### BRIEF
A complete answer lists every line of the entries below where the string "Serialize" appears.

### RECORDS SUPPLIED

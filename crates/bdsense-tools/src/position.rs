//! 机器坐标类型

use serde::{Deserialize, Serialize};

/// 机器坐标系中的一个点（毫米）
#[derive(Debug, Clone, Copy, PartialEq, Default, Serialize, Deserialize)]
pub struct Position3D {
    pub x: f64,
    pub y: f64,
    pub z: f64,
}

impl Position3D {
    pub fn new(x: f64, y: f64, z: f64) -> Self {
        Self { x, y, z }
    }

    /// XY 平面投影
    pub fn xy(&self) -> (f64, f64) {
        (self.x, self.y)
    }
}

### TASK RESULT
use serde::{Deserialize, Serialize};
#[derive(Debug, Clone, Copy, PartialEq, Default, Serialize, Deserialize)]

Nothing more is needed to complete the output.